Work to be completed -
Only the lines of the data below from the one with "#[derive(Clone)]" through the one with "let loan = &position.loan;" are wanted. Repeat them exactly.

Records provided START

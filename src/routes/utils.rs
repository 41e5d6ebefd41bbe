use axum::http::HeaderMap;

use super::auth::AuthService;
use crate::{
    banking::Actor,
    error::{LedgerError, LedgerResult},
};

/// Raw token from the `Authorization` header, with or without a `Bearer ` prefix.
#[inline]
pub fn auth_token(headers: &HeaderMap) -> LedgerResult<&str> {
    let jwt_header_token = match headers.get("Authorization").map(|token| token.to_str()) {
        Some(Ok(token)) => token.trim(),
        _ => {
            return Err(LedgerError::Unauthenticated);
        }
    };
    let token = jwt_header_token
        .strip_prefix("Bearer ")
        .unwrap_or(jwt_header_token)
        .trim();
    if token.is_empty() {
        return Err(LedgerError::Unauthenticated);
    }
    Ok(token)
}

#[inline]
pub async fn authenticate(headers: &HeaderMap, service: &AuthService) -> LedgerResult<Actor> {
    let token = auth_token(headers)?;
    //validate our token and resolve the role
    service.authenticate(token).await
}
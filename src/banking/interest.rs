use std::sync::Arc;

use chrono::NaiveDate;
use rust_decimal::{Decimal, RoundingStrategy};
use serde::Serialize;
use uuid::Uuid;

use super::income::{BankIncomeRecorder, IncomeEntry};
use crate::{
    db::{
        income::{BankIncomeRecord, IncomeKind, SourceKind},
        LedgerStore, StoreError,
    },
    error::{LedgerError, LedgerResult},
};

const DAYS_PER_YEAR: Decimal = Decimal::from_parts(365, 0, 0, false, 0);
const ONE_HUNDRED: Decimal = Decimal::from_parts(100, 0, 0, false, 0);
/// Fractional digits kept on accrued interest.
pub const INTEREST_SCALE: u32 = 4;

/// Simple daily interest on an outstanding balance at an annual percentage rate.
pub fn daily_interest(balance: Decimal, annual_rate: Decimal) -> Decimal {
    (balance.abs() * (annual_rate / ONE_HUNDRED) / DAYS_PER_YEAR)
        .round_dp_with_strategy(INTEREST_SCALE, RoundingStrategy::MidpointAwayFromZero)
}

#[derive(Debug, Clone, Default, PartialEq, Serialize)]
#[serde(rename_all = "camelCase")]
pub struct InterestRun {
    pub records: Vec<BankIncomeRecord>,
    pub total: Decimal,
    /// Loans that already had interest booked for the run date.
    pub skipped: Vec<Uuid>,
}

/// Accrues one day of interest on every active loan as bank income.
///
/// Each `(loan, date)` pair is booked at most once; rerunning a date only
/// fills in loans that are still missing.
#[derive(Clone)]
pub struct DailyInterestJob {
    store: Arc<dyn LedgerStore>,
    income: BankIncomeRecorder,
}

impl DailyInterestJob {
    pub fn new(store: Arc<dyn LedgerStore>, income: BankIncomeRecorder) -> Self {
        Self { store, income }
    }

    pub async fn run(&self, date: NaiveDate) -> LedgerResult<InterestRun> {
        let loans = self.store.active_loans().await?;
        tracing::info!(%date, loans = loans.len(), "starting daily interest accrual");

        let mut run = InterestRun::default();
        for position in loans {
            let loan = &position.loan;
            let interest = daily_interest(position.balance, loan.annual_rate);
            if interest <= Decimal::ZERO {
                continue;
            }

            let entry = IncomeEntry::new(IncomeKind::LoanInterest, interest, loan.id, SourceKind::Loan)
                .for_account(loan.account_id, loan.customer_id)
                .accrued_on(date);
            match self.income.record(entry).await {
                Ok(record) => {
                    run.total += record.amount;
                    run.records.push(record);
                }
                Err(LedgerError::Storage(err)) if err.is_accrual_conflict() => {
                    tracing::warn!(loan_id = %loan.id, %date, "interest already accrued, skipping");
                    run.skipped.push(loan.id);
                }
                Err(err) => {
                    tracing::error!(loan_id = %loan.id, %date, "interest accrual failed: {err}");
                    return Err(err);
                }
            }
        }

        tracing::info!(
            %date,
            created = run.records.len(),
            skipped = run.skipped.len(),
            total = %run.total,
            "daily interest accrual finished"
        );
        Ok(run)
    }
}

#[cfg(test)]
mod tests {
    use super::*;
    use crate::db::{
        account::{Account, Loan, LoanStatus},
        income::{DateRange, IncomeStats},
        IncomeStore, MemoryStore,
    };
    use async_trait::async_trait;
    use rust_decimal_macros::dec;

    /// Rejects every append with a conflict that is not an accrual duplicate.
    struct ClashingIds;

    #[async_trait]
    impl IncomeStore for ClashingIds {
        async fn append_income(&self, record: &BankIncomeRecord) -> Result<(), StoreError> {
            Err(StoreError::conflict("bank income", record.id.to_string()))
        }

        async fn income_stats(&self, _range: &DateRange) -> Result<IncomeStats, StoreError> {
            Ok(IncomeStats::default())
        }

        async fn income_page(
            &self,
            _range: &DateRange,
            _skip: u64,
            _take: u64,
        ) -> Result<(Vec<BankIncomeRecord>, u64), StoreError> {
            Ok((Vec::new(), 0))
        }

        async fn income_for_source(&self, _source_id: Uuid) -> Result<Vec<BankIncomeRecord>, StoreError> {
            Ok(Vec::new())
        }
    }

    #[tokio::test]
    async fn other_conflicts_fail_the_run() {
        let store = MemoryStore::new();
        let (account_id, customer_id) = (Uuid::new_v4(), Uuid::new_v4());
        store
            .add_account(Account {
                id: account_id,
                account_number: "ACC-7".into(),
                customer_id,
                balance: dec!(1000.00),
            })
            .await;
        store
            .add_loan(Loan {
                id: Uuid::new_v4(),
                account_id,
                customer_id,
                annual_rate: dec!(12),
                status: LoanStatus::Active,
            })
            .await;
        let job = DailyInterestJob::new(Arc::new(store), BankIncomeRecorder::new(Arc::new(ClashingIds)));

        let result = job.run(NaiveDate::from_ymd_opt(2024, 3, 1).unwrap()).await;

        assert!(matches!(
            result,
            Err(LedgerError::Storage(StoreError::Conflict { entity: "bank income", .. }))
        ));
    }

    #[test]
    fn twelve_percent_on_a_thousand() {
        assert_eq!(daily_interest(dec!(1000.00), dec!(12)), dec!(0.3288));
    }

    #[test]
    fn negative_balances_accrue_on_magnitude() {
        assert_eq!(daily_interest(dec!(-1000.00), dec!(12)), dec!(0.3288));
    }

    #[test]
    fn zero_rate_accrues_nothing() {
        assert_eq!(daily_interest(dec!(5000), dec!(0)), Decimal::ZERO);
    }
}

Records provided END

Answer area -
#[derive(Clone)]
pub struct DailyInterestJob {
    store: Arc<dyn LedgerStore>,
    income: BankIncomeRecorder,
}

impl DailyInterestJob {
    pub fn new(store: Arc<dyn LedgerStore>, income: BankIncomeRecorder) -> Self {
        Self { store, income }
    }

    pub async fn run(&self, date: NaiveDate) -> LedgerResult<InterestRun> {
        let loans = self.store.active_loans().await?;
        tracing::info!(%date, loans = loans.len(), "starting daily interest accrual");

        let mut run = InterestRun::default();
        for position in loans {
            let loan = &position.loan;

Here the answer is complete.